Akureyri ci accoglie nel tardo pomeriggio con la sua aria di cittadina ordinata e e insolitamente allegra. Qui evidentemente il turismo è un’importante fonte di reddito e nella via principale non mancano negozi di souvenir e tipicità locali insieme a qualche bel localino dove passare piacevoli serate. Il pernotto è da tempo prenotato presso un Host di Air B&B che ci fa trovare la chiave sulla porta avvertendoci che purtroppo non sarebbe stato in città. Peccato penso, sarebbe stata l’occasione per fare due chiacchiere con qualcuno del posto.

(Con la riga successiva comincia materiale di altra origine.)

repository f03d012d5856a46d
//! Tests for splitting dual-scope schemas into variants.

use itertools::Itertools;

use crate::{
    graph::SchemaGraph,
    parse::Document,
    tests::assert_matches,
    transform::{ReadWriteConfig, VariantNaming, split_schemas},
};

// MARK: Naming

#[test]
fn test_default_naming() {
    let doc = Document::from_yaml(indoc::indoc! {"
        openapi: 3.0.0
        info:
          title: Test
          version: 1.0.0
        paths:
          /pets:
            post:
              requestBody:
                content:
                  application/json:
                    schema:
                      $ref: '#/components/schemas/Pet'
              responses:
                '200':
                  content:
                    application/json:
                      schema:
                        $ref: '#/components/schemas/Pet'
        components:
          schemas:
            Pet:
              type: object
    "})
    .unwrap();

    let graph = SchemaGraph::build(&doc);
    let split = split_schemas(&graph, &ReadWriteConfig::default());

    assert_eq!(split.len(), 1);
    let entry = split.entry(&"#/components/schemas/Pet".into()).unwrap();
    // The read side keeps the original name; the write side gets the
    // default suffix.
    assert_eq!(entry.read.as_str(), "#/components/schemas/Pet");
    assert_eq!(entry.write.as_str(), "#/components/schemas/PetWritable");
    assert_eq!(
        split.schemas().map(|(name, _)| name.as_str()).collect_vec(),
        ["Pet", "PetWritable"]
    );
}

#[test]
fn test_taken_name_gets_a_suffix() {
    let doc = Document::from_yaml(indoc::indoc! {"
        openapi: 3.0.0
        info:
          title: Test
          version: 1.0.0
        paths:
          /pets:
            post:
              requestBody:
                content:
                  application/json:
                    schema:
                      $ref: '#/components/schemas/Pet'
              responses:
                '200':
                  content:
                    application/json:
                      schema:
                        $ref: '#/components/schemas/Pet'
        components:
          schemas:
            Pet:
              type: object
            PetWritable:
              type: object
    "})
    .unwrap();

    let graph = SchemaGraph::build(&doc);
    let split = split_schemas(&graph, &ReadWriteConfig::default());

    let entry = split.entry(&"#/components/schemas/Pet".into()).unwrap();
    assert_eq!(entry.write.as_str(), "#/components/schemas/PetWritable2");
}

#[test]
fn test_name_collisions_ignore_case() {
    let doc = Document::from_yaml(indoc::indoc! {"
        openapi: 3.0.0
        info:
          title: Test
          version: 1.0.0
        paths:
          /pets:
            post:
              requestBody:
                content:
                  application/json:
                    schema:
                      $ref: '#/components/schemas/Pet'
              responses:
                '200':
                  content:
                    application/json:
                      schema:
                        $ref: '#/components/schemas/Pet'
        components:
          schemas:
            Pet:
              type: object
            petwritable:
              type: object
    "})
    .unwrap();

    let graph = SchemaGraph::build(&doc);
    let split = split_schemas(&graph, &ReadWriteConfig::default());

    // `petwritable` already folds to the same name, so the variant moves
    // on to the numbered form.
    let entry = split.entry(&"#/components/schemas/Pet".into()).unwrap();
    assert_eq!(entry.write.as_str(), "#/components/schemas/PetWritable2");
}

#[test]
fn test_custom_templates_rename_both_sides() {
    let doc = Document::from_yaml(indoc::indoc! {"
        openapi: 3.0.0
        info:
          title: Test
          version: 1.0.0
        paths:
          /pets:
            post:
              requestBody:
                content:
                  application/json:
                    schema:
                      $ref: '#/components/schemas/Pet'
              responses:
                '200':
                  content:
                    application/json:
                      schema:
                        $ref: '#/components/schemas/Pet'
        components:
          schemas:
            Pet:
              type: object
    "})
    .unwrap();

    let graph = SchemaGraph::build(&doc);
    let config = ReadWriteConfig {
        responses: VariantNaming {
            name: "{name}Output".into(),
            case: None,
        },
        requests: VariantNaming {
            name: "{name}Input".into(),
            case: None,
        },
    };
    let split = split_schemas(&graph, &config);

    let entry = split.entry(&"#/components/schemas/Pet".into()).unwrap();
    assert_eq!(entry.read.as_str(), "#/components/schemas/PetOutput");
    assert_eq!(entry.write.as_str(), "#/components/schemas/PetInput");
    // Neither template yields the original name, so `Pet` isn't replaced
    // and its variants both allocate fresh names.
    assert!(split.entry(&"#/components/schemas/PetOutput".into()).is_none());
}

#[test]
fn test_coinciding_variant_names_stay_unique() {
    let doc = Document::from_yaml(indoc::indoc! {"
        openapi: 3.0.0
        info:
          title: Test
          version: 1.0.0
        paths:
          /io:
            post:
              requestBody:
                content:
                  application/json:
                    schema:
                      allOf:
                        - $ref: '#/components/schemas/Pet'
                        - $ref: '#/components/schemas/Toy'
              responses:
                '200':
                  content:
                    application/json:
                      schema:
                        anyOf:
                          - $ref: '#/components/schemas/Pet'
                          - $ref: '#/components/schemas/Toy'
        components:
          schemas:
            Pet:
              type: object
            Toy:
              type: object
    "})
    .unwrap();

    let graph = SchemaGraph::build(&doc);
    // A static template gives every write variant the same base name.
    let config = ReadWriteConfig {
        responses: VariantNaming::default(),
        requests: VariantNaming {
            name: "Payload".into(),
            case: None,
        },
    };
    let split = split_schemas(&graph, &config);

    let pet = split.entry(&"#/components/schemas/Pet".into()).unwrap();
    let toy = split.entry(&"#/components/schemas/Toy".into()).unwrap();
    assert_eq!(pet.write.as_str(), "#/components/schemas/Payload");
    assert_eq!(toy.write.as_str(), "#/components/schemas/Payload2");
}

#[test]
fn test_identical_templates_still_split() {
    let doc = Document::from_yaml(indoc::indoc! {"
        openapi: 3.0.0
        info:
          title: Test
          version: 1.0.0
        paths:
          /pets:
            post:
              requestBody:
                content:
                  application/json:
                    schema:
                      $ref: '#/components/schemas/Pet'
              responses:
                '200':
                  content:
                    application/json:
                      schema:
                        $ref: '#/components/schemas/Pet'
        components:
          schemas:
            Pet:
              type: object
    "})
    .unwrap();

    let graph = SchemaGraph::build(&doc);
    let config = ReadWriteConfig {
        responses: VariantNaming::default(),
        requests: VariantNaming::default(),
    };
    let split = split_schemas(&graph, &config);

    // Both sides want `Pet`. The read side takes it; the write side can't
    // shadow it, so it numbers off.
    let entry = split.entry(&"#/components/schemas/Pet".into()).unwrap();
    assert_eq!(entry.read.as_str(), "#/components/schemas/Pet");
    assert_eq!(entry.write.as_str(), "#/components/schemas/Pet2");
}

#[test]
fn test_matching_rename_templates_stay_unique() {
    let doc = Document::from_yaml(indoc::indoc! {"
        openapi: 3.0.0
        info:
          title: Test
          version: 1.0.0
        paths:
          /pets:
            post:
              requestBody:
                content:
                  application/json:
                    schema:
                      $ref: '#/components/schemas/Pet'
              responses:
                '200':
                  content:
                    application/json:
                      schema:
                        $ref: '#/components/schemas/Pet'
        components:
          schemas:
            Pet:
              type: object
    "})
    .unwrap();

    let graph = SchemaGraph::build(&doc);
    // Both sides render to `PetPayload`, and neither matches the original.
    let naming = VariantNaming {
        name: "{name}Payload".into(),
        case: None,
    };
    let config = ReadWriteConfig {
        responses: naming.clone(),
        requests: naming,
    };
    let split = split_schemas(&graph, &config);

    // The read side allocates first; the write side numbers off it.
    let entry = split.entry(&"#/components/schemas/Pet".into()).unwrap();
    assert_eq!(entry.read.as_str(), "#/components/schemas/PetPayload");
    assert_eq!(entry.write.as_str(), "#/components/schemas/PetPayload2");
    assert_eq!(
        split.schemas().map(|(name, _)| name.as_str()).collect_vec(),
        ["PetPayload", "PetPayload2"]
    );
}

// MARK: Variant contents

#[test]
fn test_variants_are_pruned_per_side() {
    let doc = Document::from_yaml(indoc::indoc! {"
        openapi: 3.0.0
        info:
          title: Test
          version: 1.0.0
        paths:
          /users:
            post:
              requestBody:
                content:
                  application/json:
                    schema:
                      $ref: '#/components/schemas/User'
              responses:
                '200':
                  content:
                    application/json:
                      schema:
                        $ref: '#/components/schemas/User'
        components:
          schemas:
            User:
              type: object
              properties:
                id:
                  type: integer
                  readOnly: true
                name:
                  type: string
                password:
                  type: string
                  writeOnly: true
    "})
    .unwrap();

    let graph = SchemaGraph::build(&doc);
    let split = split_schemas(&graph, &ReadWriteConfig::default());

    let variants: Vec<_> = split
        .schemas()
        .map(|(name, node)| {
            let schema = node.borrow();
            let properties = schema.properties.as_ref().unwrap();
            (name.as_str(), properties.keys().cloned().collect_vec())
        })
        .collect();
    assert_matches!(
        &*variants,
        [("User", read), ("UserWritable", write)]
            if *read == ["id", "name"] && *write == ["name", "password"]
    );
}

#[test]
fn test_single_scope_schemas_are_not_split() {
    let doc = Document::from_yaml(indoc::indoc! {"
        openapi: 3.0.0
        info:
          title: Test
          version: 1.0.0
        paths:
          /pets:
            get:
              responses:
                '200':
                  content:
                    application/json:
                      schema:
                        $ref: '#/components/schemas/Pet'
        components:
          schemas:
            Pet:
              type: object
    "})
    .unwrap();

    let graph = SchemaGraph::build(&doc);
    let split = split_schemas(&graph, &ReadWriteConfig::default());
    assert!(split.is_empty());
}

#[test]
fn test_reverse_mapping_inverts_the_split() {
    let doc = Document::from_yaml(indoc::indoc! {"
        openapi: 3.0.0
        info:
          title: Test
          version: 1.0.0
        paths:
          /io:
            post:
              requestBody:
                content:
                  application/json:
                    schema:
                      allOf:
                        - $ref: '#/components/schemas/Pet'
                        - $ref: '#/components/schemas/Toy'
              responses:
                '200':
                  content:
                    application/json:
                      schema:
                        anyOf:
                          - $ref: '#/components/schemas/Pet'
                          - $ref: '#/components/schemas/Toy'
        components:
          schemas:
            Pet:
              type: object
            Toy:
              type: object
    "})
    .unwrap();

    let graph = SchemaGraph::build(&doc);
    let split = split_schemas(&graph, &ReadWriteConfig::default());

    assert_eq!(split.len(), 2);
    for (original, entry) in split.originals() {
        assert_eq!(split.original_of(&entry.read), Some(original));
        assert_eq!(split.original_of(&entry.write), Some(original));
    }
}
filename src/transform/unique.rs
use rustc_hash::FxHashSet;
use unicase::UniCase;

/// Allocates schema names that are unique within a collection.
///
/// Name comparisons are case-insensitive: `pet` and `Pet` count as the
/// same name, so an allocated name stays unique even in a generator that
/// folds case.
///
/// # Examples
///
/// ```
/// # use dimorph::transform::UniqueNames;
/// let mut names = UniqueNames::with_reserved(["Pet"]);
/// assert_eq!(names.allocate("Pet"), "Pet2");
/// assert_eq!(names.allocate("Pet"), "Pet3");
/// assert_eq!(names.allocate("Toy"), "Toy");
/// ```
#[derive(Debug, Default)]
pub struct UniqueNames {
    taken: FxHashSet<UniCase<String>>,
}

impl UniqueNames {
    #[inline]
    pub fn new() -> Self {
        Self::default()
    }

    /// Creates a set with the given names already taken.
    pub fn with_reserved<S: Into<String>>(reserved: impl IntoIterator<Item = S>) -> Self {
        let mut names = Self::new();
        for name in reserved {
            names.reserve(name);
        }
        names
    }

    /// Marks a name as taken without allocating it.
    pub fn reserve(&mut self, name: impl Into<String>) {
        self.taken.insert(UniCase::new(name.into()));
    }

    /// Claims `base` if it's free; otherwise claims `base` with the first
    /// numeric suffix, counting from 2, that makes it unique.
    pub fn allocate(&mut self, base: &str) -> String {
        if self.taken.insert(UniCase::new(base.to_owned())) {
            return base.to_owned();
        }
        let mut n = 2;
        loop {
            let candidate = format!("{base}{n}");
            if self.taken.insert(UniCase::new(candidate.clone())) {
                return candidate;
            }
            n += 1;
        }
    }
}

#[cfg(test)]
mod tests {
    use super::*;

    #[test]
    fn test_allocate_free_name() {
        let mut names = UniqueNames::new();
        assert_eq!(names.allocate("Pet"), "Pet");
        assert_eq!(names.allocate("Pet"), "Pet2");
        assert_eq!(names.allocate("Pet"), "Pet3");
    }

    #[test]
    fn test_allocate_skips_taken_suffixes() {
        let mut names = UniqueNames::with_reserved(["Pet", "Pet2", "Pet3"]);
        assert_eq!(names.allocate("Pet"), "Pet4");
    }

    #[test]
    fn test_reserved_names_are_taken() {
        let mut names = UniqueNames::with_reserved(["Pet"]);
        assert_eq!(names.allocate("Pet"), "Pet2");
        assert_eq!(names.allocate("Toy"), "Toy");
    }

    #[test]
    fn test_case_insensitive_collisions() {
        let mut names = UniqueNames::with_reserved(["pet"]);
        assert_eq!(names.allocate("Pet"), "Pet2");
        names.reserve("PET3");
        assert_eq!(names.allocate("Pet"), "Pet4");
    }
}
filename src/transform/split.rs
use std::borrow::Cow;

use heck::{
    ToKebabCase, ToLowerCamelCase, ToShoutySnakeCase, ToSnakeCase, ToTitleCase, ToTrainCase,
    ToUpperCamelCase,
};
use indexmap::IndexMap;
use serde::Deserialize;

use crate::{
    graph::{Scope, SchemaGraph},
    parse::{SchemaNode, SchemaPointer},
    transform::{prune::prune_schema, unique::UniqueNames},
};

/// Naming for the read and write variants of a split schema.
#[derive(Clone, Debug, Deserialize)]
#[serde(default)]
pub struct ReadWriteConfig {
    /// Names for the variants that responses see.
    pub responses: VariantNaming,
    /// Names for the variants that requests send.
    pub requests: VariantNaming,
}

impl Default for ReadWriteConfig {
    fn default() -> Self {
        Self {
            responses: VariantNaming::default(),
            requests: VariantNaming {
                name: "{name}Writable".into(),
                case: None,
            },
        }
    }
}

/// A naming template for one variant side. The template's `{name}`
/// placeholder expands to the original schema name.
///
/// # Examples
///
/// ```
/// # use dimorph::transform::{NameCase, VariantNaming};
/// let naming = VariantNaming {
///     name: "{name}Writable".into(),
///     case: Some(NameCase::Pascal),
/// };
/// assert_eq!(naming.build("user_profile"), "UserProfileWritable");
/// ```
#[derive(Clone, Debug, Deserialize)]
#[serde(default)]
pub struct VariantNaming {
    pub name: String,
    pub case: Option<NameCase>,
}

impl VariantNaming {
    /// Expands the template for `name`, then applies the case
    /// transformation, if there is one.
    pub fn build(&self, name: &str) -> String {
        let built = self.name.replace("{name}", name);
        match self.case {
            Some(case) => case.apply(&built),
            None => built,
        }
    }
}

impl Default for VariantNaming {
    fn default() -> Self {
        Self {
            name: "{name}".into(),
            case: None,
        }
    }
}

/// A case convention for generated schema names.
#[derive(Clone, Copy, Debug, Deserialize, Eq, PartialEq)]
#[serde(rename_all = "camelCase")]
pub enum NameCase {
    Camel,
    Kebab,
    Pascal,
    ShoutySnake,
    Snake,
    Title,
    Train,
}

impl NameCase {
    fn apply(self, name: &str) -> String {
        match self {
            NameCase::Camel => name.to_lower_camel_case(),
            NameCase::Kebab => name.to_kebab_case(),
            NameCase::Pascal => name.to_upper_camel_case(),
            NameCase::ShoutySnake => name.to_shouty_snake_case(),
            NameCase::Snake => name.to_snake_case(),
            NameCase::Title => name.to_title_case(),
            NameCase::Train => name.to_train_case(),
        }
    }
}

/// Where the variants of one split schema live.
#[derive(Debug)]
pub struct SplitEntry {
    pub read: SchemaPointer,
    pub write: SchemaPointer,
}

impl SplitEntry {
    /// The variant pointer for one side.
    pub fn side(&self, scope: Scope) -> &SchemaPointer {
        match scope {
            Scope::Read => &self.read,
            Scope::Write => &self.write,
        }
    }
}

/// The outcome of splitting every dual-scope schema in a document.
#[derive(Debug, Default)]
pub struct SplitSchemas {
    /// Each split original, mapped to the pointers of its variants.
    mapping: IndexMap<SchemaPointer, SplitEntry>,
    /// Each variant pointer, mapped back to the original it came from.
    reverse_mapping: IndexMap<SchemaPointer, SchemaPointer>,
    /// The variant schemas, by name, in allocation order.
    schemas: IndexMap<String, SchemaNode>,
}

impl SplitSchemas {
    /// Looks up the variants of a split original.
    #[inline]
    pub fn entry(&self, original: &SchemaPointer) -> Option<&SplitEntry> {
        self.mapping.get(original)
    }

    /// Looks up the original a variant was split from.
    #[inline]
    pub fn original_of(&self, variant: &SchemaPointer) -> Option<&SchemaPointer> {
        self.reverse_mapping.get(variant)
    }

    /// Returns an iterator over the split originals and their variants.
    pub fn originals(&self) -> impl Iterator<Item = (&SchemaPointer, &SplitEntry)> {
        self.mapping.iter()
    }

    /// Returns an iterator over the variant schemas, in allocation order.
    pub fn schemas(&self) -> impl Iterator<Item = (&String, &SchemaNode)> {
        self.schemas.iter()
    }

    pub fn len(&self) -> usize {
        self.mapping.len()
    }

    pub fn is_empty(&self) -> bool {
        self.mapping.is_empty()
    }
}

/// Splits every schema that both requests and responses use into a read
/// variant and a write variant.
///
/// Variant names come from the `config` templates; a name that's already
/// taken gets a numeric suffix. With the default templates, the read
/// variant keeps the original name and replaces the original in the
/// collection, so purely-read consumers are untouched.
pub fn split_schemas(graph: &SchemaGraph, config: &ReadWriteConfig) -> SplitSchemas {
    let Some(namespace) = graph.namespace() else {
        return SplitSchemas::default();
    };
    let mut names = UniqueNames::with_reserved(
        graph
            .iter()
            .filter_map(|(pointer, _)| pointer.schema_name(namespace))
            .map(Cow::into_owned),
    );

    let mut split = SplitSchemas::default();
    for (pointer, node) in graph.iter() {
        if !node.scopes.is_dual() {
            continue;
        }
        let Some(name) = pointer.schema_name(namespace) else {
            continue;
        };

        // The read variant prunes write-only content, and the write
        // variant prunes read-only content.
        let mut read_schema = node.node.borrow().clone();
        prune_schema(graph, &mut read_schema, Scope::Write);
        let mut write_schema = node.node.borrow().clone();
        prune_schema(graph, &mut write_schema, Scope::Read);

        // A variant whose template yields the original name takes that
        // name over, replacing the original in the collection. Anything
        // else allocates a fresh name.
        let read_base = config.responses.build(&name);
        let write_base = config.requests.build(&name);
        let read_name = if read_base == *name {
            read_base
        } else {
            names.allocate(&read_base)
        };
        let write_name = if write_base == *name && write_base != read_name {
            write_base
        } else {
            names.allocate(&write_base)
        };

        let read_pointer = SchemaPointer::schema(namespace, &read_name);
        let write_pointer = SchemaPointer::schema(namespace, &write_name);
        split
            .reverse_mapping
            .insert(read_pointer.clone(), pointer.clone());
        split
            .reverse_mapping
            .insert(write_pointer.clone(), pointer.clone());
        split.schemas.insert(read_name, SchemaNode::new(read_schema));
        split
            .schemas
            .insert(write_name, SchemaNode::new(write_schema));
        split.mapping.insert(
            pointer.clone(),
            SplitEntry {
                read: read_pointer,
                write: write_pointer,
            },
        );
    }
    split
}
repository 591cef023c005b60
use chrono::Utc;
use log::info;
use std::io::Write;

/// Logger setup shared by the chatty binaries.
pub struct ChattyLogger;

impl ChattyLogger {
    /// Initialise env_logger. `RUST_LOG` wins over `level` when both are set.
    pub fn init(level: &str) -> Result<(), log::SetLoggerError> {
        env_logger::Builder::new()
            .parse_filters(level)
            .parse_env("RUST_LOG")
            .format(|buf, record| {
                writeln!(
                    buf,
                    "[{}] [{}] [{}:{}] {}",
                    Utc::now().format("%Y-%m-%d %H:%M:%S UTC"),
                    record.level(),
                    record.file().unwrap_or("unknown"),
                    record.line().unwrap_or(0),
                    record.args()
                )
            })
            .try_init()?;

        info!("chatty logger initialized (level={})", level);
        Ok(())
    }
}
pub mod backend;
pub mod client;
pub mod common;
pub mod utils;
use std::collections::HashMap;
use std::sync::Arc;

use async_trait::async_trait;
use futures_util::StreamExt;
use log::{debug, info, warn};
use redis::aio::ConnectionManager;
use serde_json::Value;
use tokio::sync::{mpsc, Mutex};

use crate::backend::realtime::{set_value_at, split_path, value_at, NodeEvent, NodeSubscription, RealtimeStore};
use crate::common::error::{ChatError, ChatResult};

const KEY_PREFIX: &str = "rtdb:";
const KEY_PATTERN: &str = "rtdb:*";
const MAX_WRITE_ATTEMPTS: usize = 16;

/// Realtime store on top of Redis.
///
/// Each `{collection}/{id}` node is one JSON document stored under
/// `rtdb:{collection}/{id}`. A write below a document runs as an optimistic
/// WATCH/MULTI/EXEC transaction that stores the patched document and
/// PUBLISHes it on a channel named like the key. All listeners share a
/// single pub/sub connection pattern-subscribed to `rtdb:*`; incoming
/// documents are routed to listeners by channel.
pub struct RedisRealtimeStore {
    redis_manager: Arc<Mutex<ConnectionManager>>,
    listeners: Arc<Mutex<ListenerTable>>,
}

struct Listener {
    inner_path: Vec<String>,
    last: Value,
    tx: mpsc::UnboundedSender<NodeEvent>,
}

impl Listener {
    /// Forward the node's value from a new document. Returns false once
    /// the subscriber is gone.
    fn offer(&mut self, document: &Value) -> bool {
        let current = value_at(document, &self.inner_path);
        if current == self.last {
            return !self.tx.is_closed();
        }
        self.last = current.clone();
        self.tx.send(NodeEvent::Snapshot(current)).is_ok()
    }
}

#[derive(Default)]
struct ListenerTable {
    by_channel: HashMap<String, Vec<Listener>>,
    closed: bool,
}

impl ListenerTable {
    fn dispatch(&mut self, channel: &str, document: &Value) {
        if let Some(listeners) = self.by_channel.get_mut(channel) {
            listeners.retain_mut(|l| l.offer(document));
            if listeners.is_empty() {
                self.by_channel.remove(channel);
            }
        }
    }

    fn prune(&mut self) {
        self.by_channel.retain(|_, listeners| {
            listeners.retain(|l| !l.tx.is_closed());
            !listeners.is_empty()
        });
    }

    fn close(&mut self, message: &str) {
        self.closed = true;
        for (_, listeners) in self.by_channel.drain() {
            for listener in listeners {
                let _ = listener.tx.send(NodeEvent::Cancelled(message.to_string()));
            }
        }
    }

    fn len(&self) -> usize {
        self.by_channel.values().map(Vec::len).sum()
    }
}

/// Splits a node path into its document key and the path inside the document.
fn document_key(path: &str) -> ChatResult<(String, Vec<String>)> {
    let segments = split_path(path);
    if segments.len() < 2 {
        return Err(ChatError::Remote(format!("path '{}' does not name a document", path)));
    }
    let key = format!("{}{}/{}", KEY_PREFIX, segments[0], segments[1]);
    Ok((key, segments[2..].to_vec()))
}

/// Applies a write to a stored document. Returns the JSON to store
/// (`None` when the document became empty) and the JSON to publish.
fn patch_document(mut document: Value, inner_path: &[String], value: Value) -> ChatResult<(Option<String>, String)> {
    set_value_at(&mut document, inner_path, value);
    let json = serde_json::to_string(&document)?;
    let empty = document.is_null() || document.as_object().map_or(false, |m| m.is_empty());
    Ok((if empty { None } else { Some(json.clone()) }, json))
}

impl RedisRealtimeStore {
    pub async fn connect(redis_url: &str) -> ChatResult<Self> {
        let client = redis::Client::open(redis_url)?;
        let redis_manager = ConnectionManager::new(client.clone()).await?;

        #[allow(deprecated)]
        let mut pubsub = client.get_async_connection().await?.into_pubsub();
        pubsub.psubscribe(KEY_PATTERN).await?;
        info!("[RTDB:REDIS] connected to {}", redis_url);

        let listeners = Arc::new(Mutex::new(ListenerTable::default()));
        let table = Arc::clone(&listeners);
        tokio::spawn(async move {
            let mut stream = pubsub.into_on_message();
            while let Some(msg) = stream.next().await {
                let channel = msg.get_channel_name().to_string();
                let payload: String = match msg.get_payload() {
                    Ok(p) => p,
                    Err(_) => continue,
                };
                let document: Value = match serde_json::from_str(&payload) {
                    Ok(v) => v,
                    Err(e) => {
                        warn!("[RTDB:REDIS] unreadable payload on {}: {}", channel, e);
                        continue;
                    }
                };
                table.lock().await.dispatch(&channel, &document);
            }
            warn!("[RTDB:REDIS] pub/sub connection closed");
            table.lock().await.close("Realtime connection closed");
        });

        Ok(Self {
            redis_manager: Arc::new(Mutex::new(redis_manager)),
            listeners,
        })
    }

    pub async fn health_check(&self) -> ChatResult<bool> {
        let mut conn = self.redis_manager.lock().await;
        let pong: String = redis::cmd("PING").query_async(&mut *conn).await?;
        Ok(pong == "PONG")
    }

    /// Listeners currently attached through the shared pub/sub connection.
    pub async fn listener_count(&self) -> usize {
        let mut table = self.listeners.lock().await;
        table.prune();
        table.len()
    }

    async fn load_document(conn: &mut ConnectionManager, key: &str) -> ChatResult<Value> {
        let raw: Option<String> = redis::cmd("GET").arg(key).query_async(conn).await?;
        match raw {
            Some(json) => Ok(serde_json::from_str(&json)?),
            None => Ok(Value::Null),
        }
    }

    /// One WATCH/GET/MULTI/EXEC round. `None` when another writer touched
    /// the key in between.
    async fn try_write(
        conn: &mut ConnectionManager,
        key: &str,
        inner_path: &[String],
        value: Value,
    ) -> ChatResult<Option<()>> {
        let _: () = redis::cmd("WATCH").arg(key).query_async(conn).await?;
        let staged = async {
            let document = Self::load_document(conn, key).await?;
            patch_document(document, inner_path, value)
        }
        .await;
        let (stored, published) = match staged {
            Ok(staged) => staged,
            Err(e) => {
                let _: redis::RedisResult<()> = redis::cmd("UNWATCH").query_async(conn).await;
                return Err(e);
            }
        };

        let mut pipe = redis::pipe();
        pipe.atomic();
        match stored {
            Some(json) => pipe.cmd("SET").arg(key).arg(json),
            None => pipe.cmd("DEL").arg(key),
        };
        pipe.cmd("PUBLISH").arg(key).arg(published);
        let committed: Option<(redis::Value, redis::Value)> = pipe.query_async(conn).await?;
        Ok(committed.map(|_| ()))
    }
}

#[async_trait]
impl RealtimeStore for RedisRealtimeStore {
    async fn observe_node(&self, path: &str) -> ChatResult<NodeSubscription> {
        let (key, inner_path) = document_key(path)?;

        // the table stays locked across the read so no published document
        // reaches this listener ahead of its first snapshot
        let mut table = self.listeners.lock().await;
        if table.closed {
            return Err(ChatError::Remote("Realtime connection closed".to_string()));
        }
        table.prune();

        let document = {
            let mut conn = self.redis_manager.lock().await;
            Self::load_document(&mut conn, &key).await?
        };

        let (tx, rx) = mpsc::unbounded_channel();
        let last = value_at(&document, &inner_path);
        let _ = tx.send(NodeEvent::Snapshot(last.clone()));
        table.by_channel.entry(key).or_default().push(Listener { inner_path, last, tx });
        debug!("[RTDB:REDIS] listening on {}", path);

        Ok(NodeSubscription::new(path, rx))
    }

    async fn write_node(&self, path: &str, value: Value) -> ChatResult<()> {
        let (key, inner_path) = document_key(path)?;
        let mut conn = self.redis_manager.lock().await;

        for attempt in 1..=MAX_WRITE_ATTEMPTS {
            if Self::try_write(&mut conn, &key, &inner_path, value.clone()).await?.is_some() {
                debug!("[RTDB:REDIS] wrote {} (attempt {})", path, attempt);
                return Ok(());
            }
            debug!("[RTDB:REDIS] {} changed during write, retrying", key);
        }
        Err(ChatError::Remote(format!("write to {} kept conflicting", path)))
    }

    async fn push_child(&self, _path: &str) -> ChatResult<String> {
        Ok(uuid::Uuid::new_v4().simple().to_string())
    }
}
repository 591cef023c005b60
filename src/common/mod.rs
pub mod error;
pub mod models;
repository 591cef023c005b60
use chatty::backend::LocalCache;
use chatty::client::{ClientConfig, Database};

#[tokio::main]
async fn main() -> anyhow::Result<()> {
    let config = ClientConfig::from_env();
    let db_url = std::env::args().nth(1).unwrap_or(config.database_url);
    println!("Connecting to {}", db_url);
    let db = Database::open(&db_url).await?;

    println!("\n-- users --");
    match db.read_user().await? {
        Some(user) => println!(
            "uid={} name={} phone={} email={} created_at={}",
            user.uid,
            user.name.unwrap_or_default(),
            user.phone_number,
            user.email.unwrap_or_default(),
            user.created_at.unwrap_or_default()
        ),
        None => println!("(no signed-in user)"),
    }

    println!("\n-- chat_rooms --");
    for room in db.read_rooms().await? {
        println!(
            "id={} sender={} receiver={} last_message_len={} updated_at={}",
            room.room_id,
            room.sender.phone_number.unwrap_or_default(),
            room.receiver.phone_number.unwrap_or_default(),
            room.last_message.map(|m| m.len()).unwrap_or(0),
            room.updated_at.unwrap_or_default()
        );
    }

    Ok(())
}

Comunque l’appartamento a noi riservato risulta perfetto, pulito, caldo e accogliente.

Decidiamo di uscire per la spesa e una birra nel centro del paese. La gente è cordiale, sorridono gentilmente. Una signora al supermercato cerca di scambiare con noi qualche parola e in un italiano stentato ma comprensibile ci racconta che sua sorella è sposata con un Brindisino e ora vive lì. Per lei andarla a trovare è un po’ come andare in Africa…troppo lontano e troppo caldo ma si sa il fascino degli abitanti del bel paese non tramonta mai.

In birreria Gianluca può finalmente bere della vera birra, al posto della maledetta light, e non si risparmia e nemmeno noi. Prima di cena siamo già brilli ma al b&b ci rifacciamo con un sontuoso piatto di pasta al salmone, giusto premio per questa giornata on the road.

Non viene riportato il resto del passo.